→ **Required action**:
Would you return the entries below word for word?

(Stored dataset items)

====

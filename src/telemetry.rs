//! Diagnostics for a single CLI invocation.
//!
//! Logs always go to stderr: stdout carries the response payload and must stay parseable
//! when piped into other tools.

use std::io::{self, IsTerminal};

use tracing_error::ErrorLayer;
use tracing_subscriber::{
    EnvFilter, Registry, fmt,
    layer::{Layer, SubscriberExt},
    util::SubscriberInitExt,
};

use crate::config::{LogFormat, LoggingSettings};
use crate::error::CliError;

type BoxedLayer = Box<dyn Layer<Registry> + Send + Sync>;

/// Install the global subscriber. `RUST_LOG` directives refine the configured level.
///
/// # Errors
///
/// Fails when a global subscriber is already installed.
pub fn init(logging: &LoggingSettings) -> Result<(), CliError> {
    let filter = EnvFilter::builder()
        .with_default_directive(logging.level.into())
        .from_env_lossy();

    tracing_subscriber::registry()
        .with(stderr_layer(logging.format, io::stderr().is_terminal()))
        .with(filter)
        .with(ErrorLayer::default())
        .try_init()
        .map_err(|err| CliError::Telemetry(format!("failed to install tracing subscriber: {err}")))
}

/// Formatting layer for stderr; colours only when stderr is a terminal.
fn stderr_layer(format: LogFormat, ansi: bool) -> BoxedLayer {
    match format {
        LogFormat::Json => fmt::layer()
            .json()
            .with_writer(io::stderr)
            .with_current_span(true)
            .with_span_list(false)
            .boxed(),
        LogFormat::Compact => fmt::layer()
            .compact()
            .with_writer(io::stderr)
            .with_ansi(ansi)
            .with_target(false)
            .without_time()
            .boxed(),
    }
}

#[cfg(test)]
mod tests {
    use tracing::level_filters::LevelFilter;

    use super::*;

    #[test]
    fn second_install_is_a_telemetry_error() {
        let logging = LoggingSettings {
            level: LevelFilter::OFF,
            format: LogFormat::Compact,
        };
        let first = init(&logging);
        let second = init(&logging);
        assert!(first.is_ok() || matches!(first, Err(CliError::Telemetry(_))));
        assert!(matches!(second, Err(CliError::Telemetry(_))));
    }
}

====

→ **Your response**:
filename src/telemetry.rs
//! Diagnostics for a single CLI invocation.
//!
//! Logs always go to stderr: stdout carries the response payload and must stay parseable
//! when piped into other tools.

use std::io::{self, IsTerminal};

use tracing_error::ErrorLayer;
use tracing_subscriber::{
    EnvFilter, Registry, fmt,
    layer::{Layer, SubscriberExt},
    util::SubscriberInitExt,
};

use crate::config::{LogFormat, LoggingSettings};
use crate::error::CliError;

type BoxedLayer = Box<dyn Layer<Registry> + Send + Sync>;

/// Install the global subscriber. `RUST_LOG` directives refine the configured level.
///
/// # Errors
///
/// Fails when a global subscriber is already installed.
pub fn init(logging: &LoggingSettings) -> Result<(), CliError> {
    let filter = EnvFilter::builder()
        .with_default_directive(logging.level.into())
        .from_env_lossy();

    tracing_subscriber::registry()
        .with(stderr_layer(logging.format, io::stderr().is_terminal()))
        .with(filter)
        .with(ErrorLayer::default())
        .try_init()
        .map_err(|err| CliError::Telemetry(format!("failed to install tracing subscriber: {err}")))
}

/// Formatting layer for stderr; colours only when stderr is a terminal.
fn stderr_layer(format: LogFormat, ansi: bool) -> BoxedLayer {
    match format {
        LogFormat::Json => fmt::layer()
            .json()
            .with_writer(io::stderr)
            .with_current_span(true)
            .with_span_list(false)
            .boxed(),
        LogFormat::Compact => fmt::layer()
            .compact()
            .with_writer(io::stderr)
            .with_ansi(ansi)
            .with_target(false)
            .without_time()
            .boxed(),
    }
}

#[cfg(test)]
mod tests {
    use tracing::level_filters::LevelFilter;

    use super::*;

    #[test]
    fn second_install_is_a_telemetry_error() {
        let logging = LoggingSettings {
            level: LevelFilter::OFF,
            format: LogFormat::Compact,
        };
        let first = init(&logging);
        let second = init(&logging);
        assert!(first.is_ok() || matches!(first, Err(CliError::Telemetry(_))));
        assert!(matches!(second, Err(CliError::Telemetry(_))));
    }
}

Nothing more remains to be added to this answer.